In the state of Minnesota, bicyclists are treated the same as motorists, and as such they must obey all the same traffic control devices and rules. The Bicycle Alliance of Minnesota (BikeMN) website has a full overview of Minnesota’s bike laws and statutes.
Cyclists and motorists alike share blame in causing accidents. According to the City of Minneapolis’s study, “inattentive driving or failure to yield the right of way accounted for 40 percent of the crashes in cases where motorists said they could not see the bicycle riders. Bicyclists not riding in a predictable manner — failing to yield right of way, ignoring a traffic control device, or improper lane use — accounted for about 40 percent of the accidents attributed to riders.”
Here is a list of precautionary measures you can take to stay safe at intersections:
Wear your helmet. (Neither of the two women killed this year in hit-and-runs were wearing their helmets. Perhaps it could have saved their lives.)
Ride in a predictable manner. Shaun Murphy, the city’s bike and pedestrian coordinator, lists weaving through traffic, ignoring stoplights, and failing to signal turns as common cyclist offenses.
Wear brightly colored, reflective clothing so you are easily seen even on rainy days or at night.
Be sure your bike is equipped with reflectors and/or front and rear lamps for visibility at night and in foul weather.
Learn emergency maneuvers to increase your chance of avoiding an accident. (A free pamphlet that contains this information can be found here.) The League of American Bicyclists also has information on classes that teach such maneuvers.
Teach your children the rules of the road, and supervise them until they are old enough and experienced enough to ride on their own.
Remember that bicyclists have a right to be on the road, too.
Always keep a safe following distance, giving cyclists enough room to feel safe and maneuver their bikes.
Always be aware of your surroundings.
Know and follow the rules of the road.
Be aware that vehicles have blind spots. For drivers, this means driving with the assumption that there is a bicyclist there.
For bikers, don’t assume that a driver (especially a large truck) can see you.

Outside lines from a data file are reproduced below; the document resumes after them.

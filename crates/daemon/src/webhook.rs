// SPDX-License-Identifier: BUSL-1.1
// Copyright (c) 2026 Alfred Jean LLC

//! Terminal-state webhook dispatch (§4.7 step 9, §6).
//!
//! Fire-and-forget: a short bounded timeout, and failures are logged but
//! never re-raised into the job worker.

use jobcore_core::{Job, JobState};
use std::time::Duration;

const WEBHOOK_TIMEOUT: Duration = Duration::from_secs(10);

pub fn webhook_client() -> reqwest::Client {
    reqwest::Client::builder()
        .timeout(WEBHOOK_TIMEOUT)
        .build()
        .unwrap_or_default()
}

/// POST the job's terminal status to its configured `webhook_url`, if any.
pub async fn notify(client: &reqwest::Client, job: &Job, epoch_secs: u64) {
    let Some(url) = &job.webhook_url else {
        return;
    };

    let mut body = serde_json::json!({
        "timestamp": epoch_secs,
        "job_id": job.id,
        "status": job.state,
    });
    match job.state {
        JobState::Completed => {
            body["output_path"] = job.output_path.clone().into();
        }
        JobState::Failed => {
            body["error"] = job.error.clone().into();
        }
        _ => {}
    }

    if let Err(e) = client.post(url).json(&body).send().await {
        tracing::warn!(error = %e, url, job_id = %job.id, "webhook delivery failed");
    }
}
// SPDX-License-Identifier: BUSL-1.1
// Copyright (c) 2026 Alfred Jean LLC

//! Daemon configuration, read once from the environment at startup (§6 C0).

use jobcore_core::TrackingBackend;
use jobcore_trackers::TrackerSettings;
use std::net::SocketAddr;
use std::path::PathBuf;
use std::time::Duration;
use thiserror::Error;

#[derive(Debug, Error)]
pub enum ConfigError {
    #[error("invalid value for {name}: {value}")]
    Invalid { name: &'static str, value: String },
}

pub struct Config {
    pub bind_addr: SocketAddr,
    pub monitor_interval: Duration,
    pub stall_timeout: Duration,
    pub upload_timeout: Duration,
    pub max_wait: Duration,
    pub eval_server_url: Option<String>,
    pub tracker: TrackerSettings,
    pub python_bin: String,
    pub train_entrypoint: String,
    pub eval_entrypoint: String,
    pub output_root: PathBuf,
    pub terminate_grace: Duration,
}

impl Config {
    pub fn from_env() -> Result<Self, ConfigError> {
        let bind_addr = env_or("JOBCORE_BIND_ADDR", "0.0.0.0:8080")
            .parse()
            .map_err(|_| ConfigError::Invalid {
                name: "JOBCORE_BIND_ADDR",
                value: env_or("JOBCORE_BIND_ADDR", "0.0.0.0:8080"),
            })?;

        let monitor_interval = parse_secs("JOBCORE_MONITOR_INTERVAL_SECS", 5)?;
        let stall_timeout = parse_secs("JOBCORE_STALL_TIMEOUT_SECS", 600)?;
        let upload_timeout = parse_secs("JOBCORE_UPLOAD_TIMEOUT_SECS", 900)?;
        let max_wait = parse_secs("JOBCORE_MAX_WAIT_SECS", 30)?;

        let eval_server_url = std::env::var("EVAL_SERVER_URL").ok().filter(|s| !s.is_empty());

        let backend = match std::env::var("TRACKING_BACKEND").as_deref() {
            Ok("mlflow") => TrackingBackend::MlFlow,
            Ok("wandb") | Err(_) => TrackingBackend::Wandb,
            Ok(other) => {
                return Err(ConfigError::Invalid {
                    name: "TRACKING_BACKEND",
                    value: other.to_string(),
                })
            }
        };

        let tracker = TrackerSettings {
            backend,
            wandb_api_key: std::env::var("WANDB_API_KEY").ok(),
            wandb_entity: std::env::var("WANDB_ENTITY").ok(),
            wandb_project: std::env::var("WANDB_PROJECT").ok(),
            wandb_base_url: env_or("WANDB_BASE_URL", "https://api.wandb.ai"),
            mlflow_tracking_uri: std::env::var("MLFLOW_TRACKING_URI").ok(),
            mlflow_experiment_name: std::env::var("MLFLOW_EXPERIMENT_NAME").ok(),
        };

        let python_bin = env_or("JOBCORE_PYTHON_BIN", "python3");
        let train_entrypoint = env_or("JOBCORE_TRAIN_ENTRYPOINT", "scripts/train.py");
        let eval_entrypoint = env_or("JOBCORE_EVAL_ENTRYPOINT", "scripts/evaluate.py");
        let output_root = PathBuf::from(env_or("JOBCORE_OUTPUT_ROOT", "./jobcore-output"));
        let terminate_grace = parse_secs("JOBCORE_TERMINATE_GRACE_SECS", 2)?;

        Ok(Self {
            bind_addr,
            monitor_interval,
            stall_timeout,
            upload_timeout,
            max_wait,
            eval_server_url,
            tracker,
            python_bin,
            train_entrypoint,
            eval_entrypoint,
            output_root,
            terminate_grace,
        })
    }
}

fn env_or(name: &str, default: &str) -> String {
    std::env::var(name).unwrap_or_else(|_| default.to_string())
}

fn parse_secs(name: &'static str, default: u64) -> Result<Duration, ConfigError> {
    match std::env::var(name) {
        Ok(value) => value
            .parse::<u64>()
            .map(Duration::from_secs)
            .map_err(|_| ConfigError::Invalid { name, value }),
        Err(_) => Ok(Duration::from_secs(default)),
    }
}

Also of note: in 2010, BIKESAFE (Bicycle Countermeasure Selection System), a project sponsored by the Federal Highway Administration, a division of the U.S. Department of Transportation, successfully altered a statute — originally written for motorcycles — to provide affirmative defense for bicyclists charged with entering or crossing an intersection against a red light. The new law requires that bicyclists meet the following conditions (reprinted here from BikeMN’s website) to gain exemption:
Come to a complete stop.
Take the time to determine that the signal is not going to change.
Proceed when no motor vehicles or person is approaching close enough to constitute an immediate hazard.
Keep in mind, this law does not make it legal to run a red light. Instead it addresses a contributing factor to the hazards of intersections — lights that fail to be triggered by a bicyclist when no motor vehicles are present — essentially stranding them on one side of the street and often creating confusion. This law simply permits a bicyclist to make a reasonable judgment about when it is okay to cross against a red light in this specific circumstance.
It can get pretty brutal out there on the street with everyone rushing to and from work. Taking a moment to remember that we are all human and that commuting is not a fierce game of cars vs. bikes might help in getting everyone home safely.